他叼着烟,不算太正经地说:“蒋驰你长得帅,哥这儿不知道多少富婆姐姐都向我来打听你的联系方式。”
陈东撞撞他的肩膀,坏笑:“陪一个月你知道有多少吗?”
蒋驰没说话。
陈东手指比了个数字,“这个数!”
“五千?”蒋驰也跟着点了根烟。
辛辣的味道闯入喉腔,呛得他想咳嗽,大牌烟也没他想象中的那么好抽,蒋驰咬着烟,眉头轻皱了一下。
“抽不惯?”
“没。”蒋驰平静答话,吐出一抹烟雾。
在陈东似笑非笑的目光中,烟终究是没拿下来。
烟雾缓缓爬升,陈东把烟头碾进烟灰缸里,像是听到了什么笑话,“五千?”
他摇摇头:“你想的也太简单了,一个月十五万,还不算高兴时给你的零花钱。”
陈东搭上他的肩膀,“我一个哥们儿跟着富婆玩了两个月,买了辆奔驰,给我们羡慕的。”
“老子就是没长那张脸,要不我也跟着去了。”
白雾散去,包厢里空留鼓噪的乐点,陈东懒洋洋倒回沙发里,“怎么样,你一句话的事儿,前两天正好有一个美女找我要你联系方式。”
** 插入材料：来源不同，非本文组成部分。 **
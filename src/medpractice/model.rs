use chrono::{NaiveDate, NaiveDateTime};
use serde::de::DeserializeOwned;
use serde::{Deserialize, Serialize};
use std::fmt;

/// Process-local identity, assigned by the owning table starting at 1.
pub type Id = u32;

#[derive(Debug, Clone, Copy, PartialEq, Eq, Hash, Serialize, Deserialize)]
#[serde(rename_all = "snake_case")]
pub enum EntityKind {
    Patient,
    Physician,
    Appointment,
    MedicalNote,
}

impl EntityKind {
    /// Collection name, used both as the REST path segment and the snapshot file stem.
    pub fn collection(&self) -> &'static str {
        match self {
            EntityKind::Patient => "patients",
            EntityKind::Physician => "physicians",
            EntityKind::Appointment => "appointments",
            EntityKind::MedicalNote => "notes",
        }
    }
}

impl fmt::Display for EntityKind {
    fn fmt(&self, f: &mut fmt::Formatter<'_>) -> fmt::Result {
        let label = match self {
            EntityKind::Patient => "Patient",
            EntityKind::Physician => "Physician",
            EntityKind::Appointment => "Appointment",
            EntityKind::MedicalNote => "Medical note",
        };
        f.write_str(label)
    }
}

/// Anything that lives in a table and is persisted as a JSON array.
pub trait Entity: Clone + fmt::Debug + Serialize + DeserializeOwned + Send + Sync + 'static {
    const KIND: EntityKind;

    fn id(&self) -> Id;
}

/// Entities that support free-text search.
pub trait Searchable: Entity {
    /// `needle` is already lowercased and non-blank.
    fn matches(&self, needle: &str) -> bool;
}

fn contains_ci(haystack: &str, needle: &str) -> bool {
    haystack.to_lowercase().contains(needle)
}

#[derive(Debug, Clone, PartialEq, Eq, Serialize, Deserialize)]
pub struct Patient {
    pub id: Id,
    pub first_name: String,
    pub last_name: String,
    #[serde(default)]
    pub address: String,
    pub birthdate: NaiveDate,
    #[serde(default)]
    pub race: Option<String>,
    #[serde(default)]
    pub gender: Option<String>,
}

#[derive(Debug, Clone, PartialEq, Eq, Serialize, Deserialize)]
pub struct PatientDraft {
    pub first_name: String,
    pub last_name: String,
    #[serde(default)]
    pub address: String,
    pub birthdate: NaiveDate,
    #[serde(default)]
    pub race: Option<String>,
    #[serde(default)]
    pub gender: Option<String>,
}

impl Entity for Patient {
    const KIND: EntityKind = EntityKind::Patient;

    fn id(&self) -> Id {
        self.id
    }
}

impl Searchable for Patient {
    fn matches(&self, needle: &str) -> bool {
        contains_ci(&self.first_name, needle)
            || contains_ci(&self.last_name, needle)
            || contains_ci(&self.address, needle)
    }
}

impl From<&Patient> for PatientDraft {
    fn from(p: &Patient) -> Self {
        Self {
            first_name: p.first_name.clone(),
            last_name: p.last_name.clone(),
            address: p.address.clone(),
            birthdate: p.birthdate,
            race: p.race.clone(),
            gender: p.gender.clone(),
        }
    }
}

#[derive(Debug, Clone, PartialEq, Eq, Serialize, Deserialize)]
pub struct Physician {
    pub id: Id,
    pub first_name: String,
    pub last_name: String,
    pub license_number: String,
    pub graduation: NaiveDate,
    #[serde(default)]
    pub specialization: Option<String>,
}

#[derive(Debug, Clone, PartialEq, Eq, Serialize, Deserialize)]
pub struct PhysicianDraft {
    pub first_name: String,
    pub last_name: String,
    pub license_number: String,
    pub graduation: NaiveDate,
    #[serde(default)]
    pub specialization: Option<String>,
}

impl Entity for Physician {
    const KIND: EntityKind = EntityKind::Physician;

    fn id(&self) -> Id {
        self.id
    }
}

impl Searchable for Physician {
    fn matches(&self, needle: &str) -> bool {
        contains_ci(&self.first_name, needle)
            || contains_ci(&self.last_name, needle)
            || contains_ci(&self.license_number, needle)
            || self
                .specialization
                .as_deref()
                .is_some_and(|s| contains_ci(s, needle))
    }
}

impl From<&Physician> for PhysicianDraft {
    fn from(p: &Physician) -> Self {
        Self {
            first_name: p.first_name.clone(),
            last_name: p.last_name.clone(),
            license_number: p.license_number.clone(),
            graduation: p.graduation,
            specialization: p.specialization.clone(),
        }
    }
}

#[derive(Debug, Clone, PartialEq, Eq, Serialize, Deserialize)]
pub struct Appointment {
    pub id: Id,
    pub patient_id: Id,
    pub physician_id: Id,
    pub start: NaiveDateTime,
    pub end: NaiveDateTime,
}

#[derive(Debug, Clone, PartialEq, Eq, Serialize, Deserialize)]
pub struct AppointmentDraft {
    pub patient_id: Id,
    pub physician_id: Id,
    pub start: NaiveDateTime,
    pub end: NaiveDateTime,
}

impl Entity for Appointment {
    const KIND: EntityKind = EntityKind::Appointment;

    fn id(&self) -> Id {
        self.id
    }
}

impl From<&Appointment> for AppointmentDraft {
    fn from(a: &Appointment) -> Self {
        Self {
            patient_id: a.patient_id,
            physician_id: a.physician_id,
            start: a.start,
            end: a.end,
        }
    }
}

#[derive(Debug, Clone, PartialEq, Eq, Serialize, Deserialize)]
pub struct MedicalNote {
    pub id: Id,
    pub patient_id: Id,
    pub physician_id: Id,
    pub created: NaiveDateTime,
    #[serde(default)]
    pub diagnoses: String,
    #[serde(default)]
    pub prescriptions: String,
}

#[derive(Debug, Clone, PartialEq, Eq, Serialize, Deserialize)]
pub struct NoteDraft {
    pub patient_id: Id,
    pub physician_id: Id,
    #[serde(default)]
    pub diagnoses: String,
    #[serde(default)]
    pub prescriptions: String,
}

impl Entity for MedicalNote {
    const KIND: EntityKind = EntityKind::MedicalNote;

    fn id(&self) -> Id {
        self.id
    }
}

impl From<&MedicalNote> for NoteDraft {
    fn from(n: &MedicalNote) -> Self {
        Self {
            patient_id: n.patient_id,
            physician_id: n.physician_id,
            diagnoses: n.diagnoses.clone(),
            prescriptions: n.prescriptions.clone(),
        }
    }
}

#[cfg(test)]
mod tests {
    use super::*;

    fn patient() -> Patient {
        Patient {
            id: 1,
            first_name: "Ada".into(),
            last_name: "Lovelace".into(),
            address: "12 St James's Square".into(),
            birthdate: NaiveDate::from_ymd_opt(1815, 12, 10).unwrap(),
            race: None,
            gender: Some("F".into()),
        }
    }

    #[test]
    fn dates_serialize_as_plain_calendar_dates() {
        let json = serde_json::to_value(patient()).unwrap();
        assert_eq!(json["birthdate"], "1815-12-10");
    }

    #[test]
    fn patient_search_covers_names_and_address() {
        let p = patient();
        assert!(p.matches("love"));
        assert!(p.matches("james"));
        assert!(!p.matches("babbage"));
    }

    #[test]
    fn drafts_ignore_the_id_of_a_full_record() {
        let json = serde_json::to_string(&patient()).unwrap();
        let draft: PatientDraft = serde_json::from_str(&json).unwrap();
        assert_eq!(draft, PatientDraft::from(&patient()));
    }

    #[test]
    fn collection_names_are_plural() {
        assert_eq!(EntityKind::MedicalNote.collection(), "notes");
        assert_eq!(EntityKind::Physician.to_string(), "Physician");
    }
}
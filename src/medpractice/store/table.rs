use crate::error::{PracticeError, Result};
use crate::model::{Appointment, Entity, EntityKind, Id, MedicalNote, Patient, Physician};

/// An id-ordered collection of one entity type plus its id counter.
///
/// This is the only place identities are handed out. The counter never moves
/// backwards, so ids freed by a delete are not reused for the life of the table.
#[derive(Debug, Clone)]
pub struct Table<T: Entity> {
    rows: Vec<T>,
    next_id: Id,
}

impl<T: Entity> Default for Table<T> {
    fn default() -> Self {
        Self {
            rows: Vec::new(),
            next_id: 1,
        }
    }
}

/// The id that follows `id`. The last representable id leaves no room for another row.
fn id_after(kind: EntityKind, id: Id) -> Result<Id> {
    id.checked_add(1)
        .ok_or_else(|| PracticeError::Store(format!("{} id {} is out of range", kind, id)))
}

impl<T: Entity> Table<T> {
    pub fn from_rows(mut rows: Vec<T>) -> Result<Self> {
        rows.sort_by_key(|r| r.id());
        rows.dedup_by_key(|r| r.id());
        let next_id = match rows.last() {
            Some(last) => id_after(T::KIND, last.id())?,
            None => 1,
        };
        Ok(Self { rows, next_id })
    }

    pub fn rows(&self) -> &[T] {
        &self.rows
    }

    pub fn iter(&self) -> std::slice::Iter<'_, T> {
        self.rows.iter()
    }

    pub fn len(&self) -> usize {
        self.rows.len()
    }

    pub fn is_empty(&self) -> bool {
        self.rows.is_empty()
    }

    /// The id the next insert will receive.
    pub fn peek_next_id(&self) -> Id {
        self.next_id
    }

    fn position(&self, id: Id) -> Option<usize> {
        self.rows.binary_search_by_key(&id, |r| r.id()).ok()
    }

    pub fn get(&self, id: Id) -> Option<&T> {
        self.position(id).map(|i| &self.rows[i])
    }

    pub fn contains(&self, id: Id) -> bool {
        self.position(id).is_some()
    }

    pub fn require(&self, id: Id) -> Result<&T> {
        self.get(id).ok_or(PracticeError::NotFound { kind: T::KIND, id })
    }

    /// Insert or replace by id, keeping the rows sorted. The counter advances
    /// past any id seen, whoever assigned it.
    pub fn upsert(&mut self, row: T) -> Result<()> {
        let id = row.id();
        let after = id_after(T::KIND, id)?;
        match self.rows.binary_search_by_key(&id, |r| r.id()) {
            Ok(i) => self.rows[i] = row,
            Err(i) => self.rows.insert(i, row),
        }
        self.next_id = self.next_id.max(after);
        Ok(())
    }

    pub fn remove(&mut self, id: Id) -> Result<T> {
        let i = self
            .position(id)
            .ok_or(PracticeError::NotFound { kind: T::KIND, id })?;
        Ok(self.rows.remove(i))
    }

    /// Replace every row with a mirrored snapshot.
    pub fn replace_all(&mut self, rows: Vec<T>) -> Result<()> {
        let mut replaced = Self::from_rows(rows)?;
        replaced.next_id = replaced.next_id.max(self.next_id);
        *self = replaced;
        Ok(())
    }
}

/// All four tables of a practice.
#[derive(Debug, Clone, Default)]
pub struct Records {
    pub patients: Table<Patient>,
    pub physicians: Table<Physician>,
    pub appointments: Table<Appointment>,
    pub notes: Table<MedicalNote>,
}

/// Gives generic code access to the table that holds a given entity type.
pub trait Tabled: Entity {
    fn table(records: &Records) -> &Table<Self>;
    fn table_mut(records: &mut Records) -> &mut Table<Self>;
}

macro_rules! tabled {
    ($ty:ty, $field:ident) => {
        impl Tabled for $ty {
            fn table(records: &Records) -> &Table<Self> {
                &records.$field
            }

            fn table_mut(records: &mut Records) -> &mut Table<Self> {
                &mut records.$field
            }
        }
    };
}

tabled!(Patient, patients);
tabled!(Physician, physicians);
tabled!(Appointment, appointments);
tabled!(MedicalNote, notes);

#[cfg(test)]
mod tests {
    use super::*;
    use crate::test_utils::patient_with_id;

    #[test]
    fn counter_starts_after_the_highest_loaded_id() {
        let table = Table::from_rows(vec![patient_with_id(4), patient_with_id(2)]).unwrap();
        assert_eq!(table.peek_next_id(), 5);
        assert_eq!(
            table.iter().map(|p| p.id).collect::<Vec<_>>(),
            vec![2, 4]
        );
    }

    #[test]
    fn empty_tables_start_at_one() {
        let table: Table<Patient> = Table::default();
        assert_eq!(table.peek_next_id(), 1);
    }

    #[test]
    fn removing_the_newest_row_does_not_rewind_the_counter() {
        let mut table = Table::default();
        table.upsert(patient_with_id(1)).unwrap();
        table.upsert(patient_with_id(2)).unwrap();
        table.remove(2).unwrap();
        assert_eq!(table.peek_next_id(), 3);
    }

    #[test]
    fn removing_a_missing_row_is_not_found() {
        let mut table: Table<Patient> = Table::default();
        let err = table.remove(9).unwrap_err();
        assert!(matches!(err, PracticeError::NotFound { id: 9, .. }));
    }

    #[test]
    fn replace_all_keeps_the_counter_monotonic() {
        let mut table = Table::from_rows(vec![patient_with_id(8)]).unwrap();
        table.replace_all(vec![patient_with_id(3)]).unwrap();
        assert_eq!(table.len(), 1);
        assert_eq!(table.peek_next_id(), 9);
    }

    #[test]
    fn the_last_representable_id_is_refused() {
        let err = Table::from_rows(vec![patient_with_id(Id::MAX)]).unwrap_err();
        assert!(matches!(err, PracticeError::Store(_)));

        let mut table = Table::from_rows(vec![patient_with_id(1)]).unwrap();
        assert!(table.upsert(patient_with_id(Id::MAX)).is_err());
        assert_eq!(table.len(), 1);
        assert_eq!(table.peek_next_id(), 2);
    }
}
mod args;
mod commands;
mod print;

pub use commands::run;
//! # Validation Rules
//!
//! Pure checks applied by the commands before anything is written. None of these
//! functions touch storage; they look at the candidate value and, where needed,
//! at the current tables.
//!
//! - Required text fields must be non-blank.
//! - Appointments must sit inside business hours: Monday to Friday, starting no
//!   earlier than 08:00 and ending no later than 17:00 on the same date.
//! - A physician cannot hold two appointments whose `[start, end)` intervals
//!   intersect. Back-to-back slots are fine.
//! - License numbers are unique across physicians, ignoring case.
//! - Appointments and notes may only point at patients and physicians that exist.

use crate::error::{PracticeError, Result};
use crate::model::{Appointment, EntityKind, Id, Physician};
use crate::store::table::Records;
use chrono::{Datelike, NaiveDate, NaiveDateTime, NaiveTime, TimeDelta, Weekday};

pub const OPENING_HOUR: u32 = 8;
pub const CLOSING_HOUR: u32 = 17;

fn at_hour(date: NaiveDate, hour: u32) -> NaiveDateTime {
    date.and_time(NaiveTime::MIN) + TimeDelta::hours(i64::from(hour))
}

fn is_weekend(day: Weekday) -> bool {
    matches!(day, Weekday::Sat | Weekday::Sun)
}

pub fn require_text(field: &str, value: &str) -> Result<()> {
    if value.trim().is_empty() {
        return Err(PracticeError::ValidationFailed(format!("{} is required", field)));
    }
    Ok(())
}

pub fn check_business_hours(start: NaiveDateTime, end: NaiveDateTime) -> Result<()> {
    let reject = |reason: &str| Err(PracticeError::OutOfBusinessHours(reason.to_string()));

    if start >= end {
        return reject("start must be before end");
    }
    if start.date() != end.date() {
        return reject("start and end must fall on the same day");
    }
    if is_weekend(start.weekday()) || is_weekend(end.weekday()) {
        return reject("appointments are only booked Monday to Friday");
    }

    let day = start.date();
    if start < at_hour(day, OPENING_HOUR) || end > at_hour(day, CLOSING_HOUR) {
        return reject("appointments must be between 08:00 and 17:00");
    }
    Ok(())
}

/// Half-open interval intersection.
pub fn overlaps(
    a_start: NaiveDateTime,
    a_end: NaiveDateTime,
    b_start: NaiveDateTime,
    b_end: NaiveDateTime,
) -> bool {
    a_start < b_end && b_start < a_end
}

/// First appointment of the same physician that collides with `candidate`,
/// skipping the candidate's own id so an update never conflicts with itself.
pub fn find_conflict<'a>(
    existing: impl IntoIterator<Item = &'a Appointment>,
    candidate: &Appointment,
) -> Option<&'a Appointment> {
    existing.into_iter().find(|a| {
        a.physician_id == candidate.physician_id
            && a.id != candidate.id
            && overlaps(a.start, a.end, candidate.start, candidate.end)
    })
}

pub fn check_schedule<'a>(
    existing: impl IntoIterator<Item = &'a Appointment>,
    candidate: &Appointment,
) -> Result<()> {
    check_business_hours(candidate.start, candidate.end)?;
    if let Some(conflict) = find_conflict(existing, candidate) {
        return Err(PracticeError::DoubleBooked {
            physician_id: candidate.physician_id,
            conflicting_id: conflict.id,
        });
    }
    Ok(())
}

pub fn check_license_unique<'a>(
    physicians: impl IntoIterator<Item = &'a Physician>,
    id: Id,
    license_number: &str,
) -> Result<()> {
    let wanted = license_number.to_lowercase();
    let taken = physicians
        .into_iter()
        .any(|p| p.id != id && p.license_number.to_lowercase() == wanted);
    if taken {
        return Err(PracticeError::DuplicateLicense(license_number.to_string()));
    }
    Ok(())
}

pub fn check_references(records: &Records, patient_id: Id, physician_id: Id) -> Result<()> {
    if !records.patients.contains(patient_id) {
        return Err(PracticeError::ReferenceNotFound {
            kind: EntityKind::Patient,
            id: patient_id,
        });
    }
    if !records.physicians.contains(physician_id) {
        return Err(PracticeError::ReferenceNotFound {
            kind: EntityKind::Physician,
            id: physician_id,
        });
    }
    Ok(())
}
金属打击乐的鼓点重重碾磨耳朵,音响的声音被调至最大,沙沙的颗粒感钻入耳朵,振膜随着声音鼓动轻微起伏着。
蒋驰感觉心脏也在跟着振膜的频率一起震颤。
闷闷的,说不出来的胀疼。
“我出去接个电话。”蒋驰握着手机缓缓起身。
手机都他妈欠费不知道多久了,哪来的电话可接。
陈东瞥了他一眼,笑一声,没拆穿:“去呗。”
卫生间里,蒋驰站直身子盯着面前的镜子。
白t被水洗到近乎透明,肩膀处嶙峋的骨头撑起宽大t恤,衣服长长的下摆遮住裤子上的校徽,黑色碎发垂在额前,盖过眉毛,堪堪遮住视线。
几天几夜没怎么阖眼,眼眶里红血丝蛛网一样密布,唇色淡到近乎苍白。
狼狈不堪。
蒋驰拧开水龙头,冰凉的水被他一捧捧拍在脸上,刺骨寒意顺着指尖一路攀至四肢百骸。
脑海中把这段时间发生的事情都过了个遍。
国庆前还好好的,蒋伍强也再没找他要钱,每天穿戴整齐的出门,然后八、九点钟回来,回来时身上干干净净的,没什么呛鼻的烟酒味。
蒋驰以为他戒了,改变了。
可事实却重重给了他两巴掌。
蒋伍强非但没戒,反而更变本加厉起来。
放假后来第一天,蒋驰在班主任办公室里见到了蒋伍强和四个陌生的男人。
四个人目测近一米九,一身黑色西装,肌肉把衣服撑起来,面相很凶,无形中给人一种极强的压迫感。
彼时办公室里的老师都被支走,只剩下班主任,她把蒋驰拉到一边,小声和他讲了遍事情原委。